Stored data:

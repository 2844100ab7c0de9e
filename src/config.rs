use std::path::PathBuf;

use crate::core::llm::LlmConfig;

const DEFAULT_PORT: u16 = 5000;
const DEFAULT_DATABASE_URL: &str = "sqlite://newsbrief.db?mode=rwc";
const DEFAULT_OPML_PATH: &str = "news-links.opml";

/// Process configuration, read once at startup from the environment
/// (after `dotenvy` has loaded any `.env` file).
#[derive(Debug, Clone)]
pub struct AppConfig {
    pub port: u16,
    pub database_url: String,
    pub opml_path: PathBuf,
    pub llm: LlmConfig,
}

impl AppConfig {
    pub fn from_env() -> Self {
        let port = std::env::var("PORT")
            .ok()
            .and_then(|value| value.parse().ok())
            .unwrap_or(DEFAULT_PORT);
        let database_url =
            std::env::var("DATABASE_URL").unwrap_or_else(|_| DEFAULT_DATABASE_URL.to_string());
        let opml_path = std::env::var("OPML_PATH")
            .map(PathBuf::from)
            .unwrap_or_else(|_| PathBuf::from(DEFAULT_OPML_PATH));

        Self {
            port,
            database_url,
            opml_path,
            llm: LlmConfig::from_env(),
        }
    }
}
pub mod config;
pub mod core;
pub mod web;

→ **Problem**
Count the lines in the entries above that include the string "AppConfig", then give only that figure.

→ **Task result**
2